(Collected data entries)
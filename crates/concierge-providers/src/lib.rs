//! # concierge-providers
//!
//! Reply construction for turns no conversation mode claimed: operator
//! keyword rules first, then an OpenAI-compatible generative provider.

pub mod chain;
pub mod openai;

pub use chain::ResponderChain;
pub use openai::OpenAiProvider;
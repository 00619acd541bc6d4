//! Inbound pipeline: normalize, transcribe, debounce, route.
//!
//! Events for one conversation are drained by a single task in the order
//! they were received, so slow transcriptions never reorder fragments.

use super::{
    debounce::{Settled, Ticket},
    Gateway, ReplyTarget,
};
use concierge_core::{
    message::{IncomingMessage, MessageKind},
    phone::ConversationKey,
};
use std::collections::VecDeque;
use std::sync::Arc;
use tracing::{debug, info, warn};

impl Gateway {
    /// Accept one raw inbound event. Never blocks: the event is queued
    /// behind any earlier events from the same sender.
    pub(super) fn receive(self: &Arc<Self>, incoming: IncomingMessage) {
        let key = ConversationKey::normalize(
            &incoming.sender_id,
            &self.phone.default_country_code,
            self.phone.local_length,
        );
        if key.is_empty() {
            warn!("dropping event with unusable sender id '{}'", incoming.sender_id);
            return;
        }

        {
            let mut active = self.active_senders();
            if let Some(queue) = active.get_mut(&key) {
                queue.push_back(incoming);
                debug!("[{key}] queued behind an event still being admitted");
                return;
            }
            active.insert(key.clone(), VecDeque::new());
        }

        let gw = Arc::clone(self);
        tokio::spawn(async move { gw.drain_sender(key, incoming).await });
    }

    /// Admit `first` and then everything queued behind it, one at a time.
    async fn drain_sender(self: Arc<Self>, key: ConversationKey, first: IncomingMessage) {
        let mut next = Some(first);
        while let Some(incoming) = next.take() {
            if let Some(ticket) = self.admit(&key, &incoming).await {
                let gw = Arc::clone(&self);
                tokio::spawn(async move { gw.settle(ticket).await });
            }

            let mut active = self.active_senders();
            match active.get_mut(&key).and_then(VecDeque::pop_front) {
                Some(queued) => next = Some(queued),
                None => {
                    active.remove(&key);
                }
            }
        }
    }

    /// Turn an event into a debounce fragment.
    async fn admit(
        &self,
        key: &ConversationKey,
        incoming: &IncomingMessage,
    ) -> Option<Ticket<ReplyTarget>> {
        let text = self.message_text(key, incoming).await?;
        let preview: String = text.chars().take(60).collect();
        info!(
            "[{key}] {} says: {preview}",
            incoming.sender_name.as_deref().unwrap_or("unknown")
        );
        Some(
            self.debouncer
                .enqueue(key.clone(), text, incoming.target().to_string()),
        )
    }

    /// Wait for the fragment's turn and route it if this fragment closed it.
    async fn settle(&self, ticket: Ticket<ReplyTarget>) {
        if let Settled::Flushed(turn) = ticket.settled().await {
            if turn.fragment_count > 1 {
                debug!("[{}] coalesced {} fragments", turn.key, turn.fragment_count);
            }
            let outcome = self
                .router
                .handle(&turn.key, &turn.text, self.channel.as_ref(), &turn.context)
                .await;
            debug!("[{}] routed: {outcome:?}", turn.key);
        }
    }

    /// Text of the event; voice notes are transcribed first.
    async fn message_text(&self, key: &ConversationKey, incoming: &IncomingMessage) -> Option<String> {
        let text = match incoming.kind {
            MessageKind::Text => incoming.text.trim().to_string(),
            MessageKind::Voice => {
                let Some(ref transcriber) = self.transcriber else {
                    warn!("[{key}] voice note received but transcription is not configured");
                    return None;
                };
                let Some(ref audio) = incoming.audio else {
                    warn!("[{key}] voice note without audio payload");
                    return None;
                };
                match transcriber.transcribe(audio).await {
                    Ok(t) => {
                        debug!("[{key}] transcribed voice note ({} bytes)", audio.len());
                        t.trim().to_string()
                    }
                    Err(e) => {
                        warn!("[{key}] transcription failed, dropping voice note: {e}");
                        return None;
                    }
                }
            }
        };
        (!text.is_empty()).then_some(text)
    }
}
//! # concierge-memory
//!
//! SQLite-backed implementations of the Concierge collaborator traits.

pub mod store;

pub use store::{Store, SurveyRecord};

→ **WORK ITEM**: In the records above, find each line that mentions the string "None", then copy it.

→ **EXPECTED ANSWER**:
                None => {
                    return None;
                    return None;
                        return None;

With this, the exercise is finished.